Predicting the PCSs from the TESs | Golden Skate

Predicting the PCSs from the TESs

Joined
Jun 21, 2003
Here are four fomulas, based on the ladies LP at 2007 Worlds. (The r vales range from .76 to .79.)

1. Total PCS = .75 x (Total TES) + 13.

2. Total PCS = 39 x Ln(Total TES) - 102. (Ln is the natural logarithm.)

3. Total PCS = 23 x 1.0153^(Total TES). ( "^" means, "raise to the power".)

4. Total PCS = 2.2 x (Total TES)^.8.

Let's try Elene Gedevanishvili. Her total tech score was 44.62. The predicted values of her PSCs are

1. PCS = .75 x 44.62 + 13 = 46.47

2. PCS = 39 x Ln(44.62) - 102 = 46.13

3. PCS = 23 x 1.0153^44.62 = 45.27

4. PCS = 2.2 x 44.62^.8 = 45.92

Actual PCS: 46.81 :)
 

Kypma

Final Flight
Joined
May 12, 2007
Mathman, you chose your username really well. But do your quations work for other skaters as well? And how did you figure this out?!?!

Kypma
 

decker

On the Ice
Joined
Nov 6, 2006
Blessed are the statisticians :bow:

I keep meaning to ask you ... what's up with the ISU calculation of the PCS? The PCS scale is ordinal, yes? Similar to a Likert scale? Ordinal scores do not have a (meaningful) mean. They have a median. But the calculation is a trimmed mean, calculated after 3 judges' scores are tossed at random. Surely this is statistical molestation?!

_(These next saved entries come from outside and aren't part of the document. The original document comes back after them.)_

// Kraken public REST market data (ticker + OHLC), used as the paper exchange feed

use crate::clients::MarketFeed;
use crate::core::types::Candle;
use crate::error::{TradingError, TradingResult};
use async_trait::async_trait;
use chrono::DateTime;
use rust_decimal::Decimal;
use serde_json::Value;
use std::str::FromStr;
use std::time::Duration;
use tracing::debug;

#[derive(Debug, Clone)]
pub struct KrakenPublicClient {
    client: reqwest::Client,
    base_url: String,
    pair_override: Option<String>,
}

impl KrakenPublicClient {
    pub fn new(base_url: impl Into<String>) -> Self {
        let client = reqwest::Client::builder()
            .timeout(Duration::from_secs(15))
            .build()
            .unwrap_or_else(|_| reqwest::Client::new());

        Self {
            client,
            base_url: base_url.into().trim_end_matches('/').to_string(),
            pair_override: None,
        }
    }

    /// Use an exchange-native pair name instead of deriving one
    pub fn with_pair_override(mut self, pair: Option<String>) -> Self {
        self.pair_override = pair;
        self
    }

    pub fn base_url(&self) -> &str {
        &self.base_url
    }

    /// "BTC/USDT" -> "XBTUSDT"
    pub fn kraken_pair(&self, instrument: &str) -> String {
        if let Some(pair) = &self.pair_override {
            return pair.clone();
        }
        instrument
            .split('/')
            .map(|asset| if asset.eq_ignore_ascii_case("BTC") { "XBT".to_string() } else { asset.to_uppercase() })
            .collect::<Vec<_>>()
            .concat()
    }

    pub async fn fetch_ticker(&self, instrument: &str) -> TradingResult<Decimal> {
        let pair = self.kraken_pair(instrument);
        let json = self.get_public("Ticker", &[("pair", pair)]).await?;
        parse_ticker(&json)
    }

    pub async fn fetch_ohlc(&self, instrument: &str, timeframe: &str, limit: usize) -> TradingResult<Vec<Candle>> {
        let pair = self.kraken_pair(instrument);
        let interval = timeframe_minutes(timeframe)?;
        let json = self
            .get_public("OHLC", &[("pair", pair), ("interval", interval.to_string())])
            .await?;
        parse_ohlc(&json, limit)
    }

    async fn get_public(&self, endpoint: &str, params: &[(&str, String)]) -> TradingResult<Value> {
        let url = format!("{}/0/public/{}", self.base_url, endpoint);
        debug!("GET {} {:?}", url, params);

        let response = self.client.get(&url).query(params).send().await?;

        let status = response.status();
        if !status.is_success() {
            return Err(TradingError::ApiResponse {
                status: status.as_u16(),
                message: format!("{} returned {}", endpoint, status),
            });
        }

        let json: Value = response.json().await?;
        check_kraken_errors(&json)?;
        Ok(json)
    }
}

#[async_trait]
impl MarketFeed for KrakenPublicClient {
    async fn latest_price(&self, instrument: &str) -> TradingResult<Option<Decimal>> {
        self.fetch_ticker(instrument).await.map(Some)
    }

    async fn candles(&self, instrument: &str, timeframe: &str, limit: usize) -> TradingResult<Vec<Candle>> {
        self.fetch_ohlc(instrument, timeframe, limit).await
    }
}

/// Timeframe strings such as "15m", "1h", "1d" to Kraken interval minutes
pub fn timeframe_minutes(timeframe: &str) -> TradingResult<u32> {
    let invalid = || TradingError::ConfigValidation(format!("unsupported candle timeframe: {}", timeframe));

    let unit = timeframe.chars().last().ok_or_else(invalid)?;
    let count: u32 = timeframe[..timeframe.len() - unit.len_utf8()]
        .parse()
        .map_err(|_| invalid())?;
    let minutes = match unit {
        'm' => count,
        'h' => count.saturating_mul(60),
        'd' => count.saturating_mul(1440),
        'w' => count.saturating_mul(10080),
        _ => return Err(invalid()),
    };

    match minutes {
        1 | 5 | 15 | 30 | 60 | 240 | 1440 | 10080 => Ok(minutes),
        _ => Err(invalid()),
    }
}

fn check_kraken_errors(json: &Value) -> TradingResult<()> {
    let errors: Vec<&str> = json["error"]
        .as_array()
        .map(|errs| errs.iter().filter_map(|e| e.as_str()).collect())
        .unwrap_or_default();

    if errors.is_empty() {
        return Ok(());
    }

    let message = errors.join(", ");
    if message.contains("Rate limit") || message.contains("Too many requests") {
        Err(TradingError::ApiRateLimit(message))
    } else if message.contains("Unavailable") || message.contains("Busy") {
        Err(TradingError::ApiResponse { status: 503, message })
    } else {
        Err(TradingError::ApiResponse { status: 400, message })
    }
}

/// First array/object entry of `result`, skipping Kraken's "last" cursor
fn pair_payload<'a>(json: &'a Value, want_array: bool) -> TradingResult<&'a Value> {
    let result = json["result"]
        .as_object()
        .ok_or_else(|| TradingError::ApiParse("Missing result field".to_string()))?;

    result
        .iter()
        .filter(|(key, _)| key.as_str() != "last")
        .map(|(_, value)| value)
        .find(|value| if want_array { value.is_array() } else { value.is_object() })
        .ok_or_else(|| TradingError::ApiParse("Missing pair data".to_string()))
}

fn parse_decimal(value: &Value, what: &str) -> TradingResult<Decimal> {
    value
        .as_str()
        .and_then(|s| Decimal::from_str(s).ok())
        .ok_or_else(|| TradingError::ApiParse(format!("Invalid {}", what)))
}

pub fn parse_ticker(json: &Value) -> TradingResult<Decimal> {
    let ticker = pair_payload(json, false)?;
    parse_decimal(&ticker["c"][0], "last trade price")
}

/// Close series in chronological order, keeping the most recent `limit` candles
pub fn parse_ohlc(json: &Value, limit: usize) -> TradingResult<Vec<Candle>> {
    let rows = pair_payload(json, true)?
        .as_array()
        .ok_or_else(|| TradingError::ApiParse("Invalid OHLC data format".to_string()))?;

    let mut candles = Vec::with_capacity(rows.len());
    for row in rows {
        let Some(fields) = row.as_array() else { continue };
        if fields.len() < 5 {
            continue; // Skip malformed candles
        }

        let seconds = fields[0]
            .as_i64()
            .ok_or_else(|| TradingError::ApiParse("Invalid timestamp".to_string()))?;
        let timestamp = DateTime::from_timestamp(seconds, 0)
            .ok_or_else(|| TradingError::ApiParse("Invalid timestamp conversion".to_string()))?;
        let close = parse_decimal(&fields[4], "close price")?;

        candles.push(Candle { timestamp, close });
    }

    candles.sort_by_key(|candle| candle.timestamp);
    if candles.len() > limit {
        candles.drain(..candles.len() - limit);
    }
    Ok(candles)
}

I know they toss 3 at random to make up for the anonymous judging. As if. But tossing and trimming? Sounds like it oughta be illegal to me.

Susan
 

gsrossano

Final Flight
Joined
Nov 11, 2006
There is a linear relationship between PCS vs. TES for all the divisions in the USFSA competition structure. The slope and intercept vary from one division to another. How tightly PCS is correlated to TES varies with division and discipline. For CD it is very tight. For most singles divisions the spread in PCS is typically +/- 5 points in PCS for a given TES. The spread also seems to vary with TES. For the highest TES, PCS spread is fairly low (compare to lowest values of TES).

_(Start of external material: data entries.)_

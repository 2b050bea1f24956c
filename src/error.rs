//! Unified error handling for the grid bot
//!
//! Collaborator calls return `TradingResult` so the engine can tell
//! "no data this tick" apart from "an order action failed" and branch
//! on it instead of unwinding the whole cycle.

use rust_decimal::Decimal;
use std::io;
use thiserror::Error;

/// Main error type for the grid bot
#[derive(Debug, Error)]
pub enum TradingError {
    // Policy-level outcomes
    #[error("Market data unavailable: {0}")]
    DataUnavailable(String),

    #[error("Order action failed: {0}")]
    OrderActionFailed(String),

    #[error("Insufficient funds: required {required}, available {available}")]
    InsufficientFunds { required: Decimal, available: Decimal },

    // Exchange transport errors
    #[error("API connection error: {0}")]
    ApiConnection(String),

    #[error("API timeout: {0}")]
    ApiTimeout(String),

    #[error("API rate limit exceeded: {0}")]
    ApiRateLimit(String),

    #[error("API response error ({status}): {message}")]
    ApiResponse { status: u16, message: String },

    #[error("API parse error: {0}")]
    ApiParse(String),

    // Configuration errors
    #[error("Configuration file not found: {0}")]
    ConfigNotFound(String),

    #[error("Configuration parse error: {0}")]
    ConfigParse(String),

    #[error("Configuration validation error: {0}")]
    ConfigValidation(String),

    // IO errors
    #[error("File read error: {0}")]
    FileRead(String),

    #[error("File write error: {0}")]
    FileWrite(String),

    #[error("Internal error: {0}")]
    Internal(String),
}

impl TradingError {
    /// Get a user-friendly error message with helpful context
    pub fn user_message(&self) -> String {
        match self {
            TradingError::ConfigNotFound(path) => {
                format!(
                    "Configuration file not found: {}\n\n\
                    💡 Quick fix:\n\
                    1. Run: grid-bot init\n\
                    2. Edit config.toml (pair, grid_spacing, min_order_size)\n\
                    3. Try again",
                    path
                )
            }
            TradingError::ConfigValidation(msg) => {
                format!(
                    "Configuration validation error: {}\n\n\
                    💡 Check config.toml for:\n\
                    - Positive grid_spacing and min_order_size\n\
                    - trading_fee between 0 and 1\n\
                    - min_sleep_secs <= max_sleep_secs",
                    msg
                )
            }
            TradingError::ApiRateLimit(msg) => {
                format!(
                    "API rate limit exceeded: {}\n\n\
                    💡 Increase [schedule] sleep bounds or wait before retrying",
                    msg
                )
            }
            _ => self.to_string(),
        }
    }

    /// Transient failures worth retrying at the collaborator layer
    pub fn is_retryable(&self) -> bool {
        match self {
            TradingError::ApiTimeout(_)
            | TradingError::ApiConnection(_)
            | TradingError::ApiRateLimit(_) => true,
            TradingError::ApiResponse { status, .. } => matches!(status, 500 | 502 | 503 | 504),
            _ => false,
        }
    }

    /// Get error category for logging
    pub fn category(&self) -> &'static str {
        match self {
            TradingError::DataUnavailable(_) => "data",

            TradingError::OrderActionFailed(_) | TradingError::InsufficientFunds { .. } => {
                "trading"
            }

            TradingError::ApiConnection(_)
            | TradingError::ApiTimeout(_)
            | TradingError::ApiRateLimit(_)
            | TradingError::ApiResponse { .. }
            | TradingError::ApiParse(_) => "api",

            TradingError::ConfigNotFound(_)
            | TradingError::ConfigParse(_)
            | TradingError::ConfigValidation(_) => "config",

            TradingError::FileRead(_) | TradingError::FileWrite(_) => "io",

            TradingError::Internal(_) => "internal",
        }
    }
}

// Conversion implementations for common error types

impl From<io::Error> for TradingError {
    fn from(err: io::Error) -> Self {
        match err.kind() {
            io::ErrorKind::NotFound => TradingError::ConfigNotFound(err.to_string()),
            io::ErrorKind::TimedOut => TradingError::ApiTimeout(err.to_string()),
            io::ErrorKind::ConnectionRefused => TradingError::ApiConnection(err.to_string()),
            _ => TradingError::FileRead(err.to_string()),
        }
    }
}

impl From<toml::de::Error> for TradingError {
    fn from(err: toml::de::Error) -> Self {
        TradingError::ConfigParse(format!("TOML parse error: {}", err))
    }
}

impl From<toml::ser::Error> for TradingError {
    fn from(err: toml::ser::Error) -> Self {
        TradingError::FileWrite(format!("TOML serialize error: {}", err))
    }
}

impl From<serde_json::Error> for TradingError {
    fn from(err: serde_json::Error) -> Self {
        TradingError::ApiParse(format!("JSON parse error: {}", err))
    }
}

impl From<reqwest::Error> for TradingError {
    fn from(err: reqwest::Error) -> Self {
        if err.is_timeout() {
            TradingError::ApiTimeout(err.to_string())
        } else if let Some(status) = err.status() {
            TradingError::ApiResponse {
                status: status.as_u16(),
                message: err.to_string(),
            }
        } else if err.is_decode() {
            TradingError::ApiParse(err.to_string())
        } else {
            TradingError::ApiConnection(err.to_string())
        }
    }
}

/// Result type alias using TradingError
pub type TradingResult<T> = Result<T, TradingError>;
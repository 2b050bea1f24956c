// Common types used across the application

use chrono::{DateTime, Utc};
use rust_decimal::Decimal;
use serde::{Deserialize, Serialize};
use std::fmt;

/// Prices are compared and submitted at this many decimal places
pub const PRICE_DECIMALS: u32 = 2;

/// Round a price the way rung prices and open-order prices are compared
pub fn round_price(price: Decimal) -> Decimal {
    price.round_dp(PRICE_DECIMALS)
}

#[derive(Debug, Clone, Copy, PartialEq, Eq, Hash, Serialize, Deserialize)]
#[serde(rename_all = "lowercase")]
pub enum Side {
    Buy,
    Sell,
}

impl fmt::Display for Side {
    fn fmt(&self, f: &mut fmt::Formatter<'_>) -> fmt::Result {
        match self {
            Side::Buy => write!(f, "BUY"),
            Side::Sell => write!(f, "SELL"),
        }
    }
}

#[derive(Debug, Clone, Copy, PartialEq, Eq, Serialize, Deserialize)]
#[serde(rename_all = "lowercase")]
pub enum OrderStatus {
    Open,
    Closed,
    Canceled,
}

#[derive(Debug, Clone, PartialEq, Serialize, Deserialize)]
pub struct Order {
    pub id: String,
    pub side: Side,
    pub price: Decimal,
    pub amount: Decimal,
    pub status: OrderStatus,
    pub timestamp: DateTime<Utc>,
    /// Quote amount actually spent/received, when the exchange reports it
    #[serde(default)]
    pub cost: Option<Decimal>,
}

impl Order {
    /// Reported cost, or `price × amount` when the exchange omitted it
    pub fn cost(&self) -> Decimal {
        self.cost.unwrap_or(self.price * self.amount)
    }
}

#[derive(Debug, Clone, Copy, PartialEq, Serialize, Deserialize)]
pub struct Candle {
    pub timestamp: DateTime<Utc>,
    pub close: Decimal,
}

/// Free balances of the instrument's quote (e.g. USDT) and base (e.g. BTC) assets
#[derive(Debug, Clone, Copy, PartialEq, Default, Serialize, Deserialize)]
pub struct Balances {
    pub quote: Decimal,
    pub base: Decimal,
}

/// One tick's view of the market. `None` fields failed to load this tick.
#[derive(Debug, Clone, Default)]
pub struct Snapshot {
    pub current_price: Option<Decimal>,
    pub candles: Vec<Candle>,
    pub balances: Option<Balances>,
    pub open_orders: Option<Vec<Order>>,
    pub closed_orders: Option<Vec<Order>>,
}

#[derive(Debug, Clone, Copy, PartialEq, Eq)]
pub enum Trend {
    Uptrend,
    Downtrend,
    Sideways,
    InsufficientData,
}

impl fmt::Display for Trend {
    fn fmt(&self, f: &mut fmt::Formatter<'_>) -> fmt::Result {
        let label = match self {
            Trend::Uptrend => "uptrend",
            Trend::Downtrend => "downtrend",
            Trend::Sideways => "sideways",
            Trend::InsufficientData => "insufficient_data",
        };
        f.write_str(label)
    }
}

#[derive(Debug, Clone, Copy, PartialEq, Eq)]
pub enum GridPhase {
    Uninitialized,
    /// Center chosen but no rung placed since the last (re)center
    Recentering,
    Active,
}

/// The grid's control state, threaded through every cycle by the driver
#[derive(Debug, Clone, PartialEq)]
pub struct GridState {
    pub center_price: Option<Decimal>,
    pub active: bool,
    pub last_active_time: DateTime<Utc>,
}

impl GridState {
    pub fn new(now: DateTime<Utc>) -> Self {
        Self {
            center_price: None,
            active: false,
            last_active_time: now,
        }
    }

    pub fn phase(&self) -> GridPhase {
        match (self.center_price, self.active) {
            (None, _) => GridPhase::Uninitialized,
            (Some(_), false) => GridPhase::Recentering,
            (Some(_), true) => GridPhase::Active,
        }
    }
}

#[derive(Debug, Clone, Copy, PartialEq, Eq)]
pub enum RecenterReason {
    TrendShift(Trend),
    IdleOutOfRange,
    Drift,
}

impl fmt::Display for RecenterReason {
    fn fmt(&self, f: &mut fmt::Formatter<'_>) -> fmt::Result {
        match self {
            RecenterReason::TrendShift(trend) => write!(f, "{} shift", trend),
            RecenterReason::IdleOutOfRange => write!(f, "idle outside grid range"),
            RecenterReason::Drift => write!(f, "price drift"),
        }
    }
}

/// What the policy wants done this tick
#[derive(Debug, Clone, PartialEq)]
pub enum GridAction {
    /// Degraded snapshot, nothing to do
    Hold,
    InitialPlacement { center: Decimal },
    Recenter { from: Decimal, to: Decimal, reason: RecenterReason },
    Reconcile { center: Decimal },
}

#[derive(Debug, Clone, PartialEq)]
pub enum OrderIntent {
    Place { side: Side, price: Decimal, amount: Decimal },
    Cancel { order_id: String, side: Side, price: Decimal },
}

#[derive(Debug, Clone, Copy, PartialEq)]
pub struct RungPrices {
    pub buy: Decimal,
    pub sell: Decimal,
}

impl RungPrices {
    /// `center ∓ spacing`, each rounded to the price precision
    pub fn around(center: Decimal, grid_spacing: Decimal) -> Self {
        Self {
            buy: round_price(center - grid_spacing),
            sell: round_price(center + grid_spacing),
        }
    }

    pub fn price_for(&self, side: Side) -> Decimal {
        match side {
            Side::Buy => self.buy,
            Side::Sell => self.sell,
        }
    }

    pub fn contains(&self, price: Decimal) -> bool {
        price >= self.buy && price <= self.sell
    }
}
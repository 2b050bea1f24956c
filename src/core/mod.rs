// Core trading logic modules

pub mod types;
pub mod trend;
pub mod grid_policy;
pub mod reconciler;
pub mod profit;
pub mod engine;
pub mod control_loop;

// Re-export commonly used types
pub use types::{
    Balances, Candle, GridAction, GridPhase, GridState, Order, OrderIntent, OrderStatus,
    RecenterReason, RungPrices, Side, Snapshot, Trend,
};
pub use trend::TrendClassifier;
pub use grid_policy::{Decision, GridPolicy};
pub use reconciler::{OrderReconciler, Reconciliation, RungMatch, Withheld};
pub use profit::{compute_profit, ProfitAccountant, ProfitLedger};
pub use engine::{CancelSummary, CycleReport, GridEngine};
pub use control_loop::{ControlLoop, LoopSummary};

I will have some graphs of this in an article I am working on for my site that should be finished in the next week or so (a marks analysis from Regionals and Sectionals).

... what's up with the ISU calculation of the PCS? The PCS scale is ordinal, yes?

No. PCS is a factored sum of the panel averaged PC scores. The PC scores are not ordinalized and are supposed to be marked to an absolute standard on an absolute marking scale.
 
Last edited:
Joined
Jun 21, 2003
Do these formulas work for the guys'scores as well?
For the men at 2007 Worlds (LP):

1. PCS = 24.5 + .6 x TES
2. PCS = 40.8 x Ln(TES) - 106
3. PCS = 34.6 x 1.0093^TES
4. PCS = 4.6 x TES^.63

Example: Preubert, TES = 68.32

1. PCS = 24.5 + .6 x 68.32 = 65.49
2. PCS = 40.8 x Ln(68.32) - 106 = 66.35
3. PCS = 34.6 x 1.0093^ 68.32 = 65.12
4. PCS = 4.6 x 68.32^.63 = 65.05

Actual PCS = 65.22 :)
 

Hsuhs

Record Breaker
Joined
Dec 8, 2006
Thanks, Mathman! So it's different numbers for the guys.
But.... what is exactly the meaning behind these figures? Are comparisons possible between different events?
 
Joined
Jun 21, 2003
Mathman, you chose your username really well. But do your quations work for other skaters as well? And how did you figure this out?!?!
For most skaters, the equations should work pretty well in predicting the PCSs in that particular event.

There is a statistic called the coefficient of correlation that addresses the question of how acurate these predictions are likely to be. For the data that I used here (2007 Worlds LP, men and ladies separately), these coefficients all turned out to be about 75%.

That's not bad. If it were 100%, then each prediction would be absolutely accurate. If it were 0, the predictions would be totally worthless.

How to figure it out? This is a topic in the general subject of "curve fitting." If you have a bunch of data points scattered over a piece of graph paper, try to draw a standard type of curve which matches the data points as closely as possible. The most usual model is a straight line. This is formula #1. Formula #1 is the equation of the straight line (called the least squares regression line) that matches the data the best.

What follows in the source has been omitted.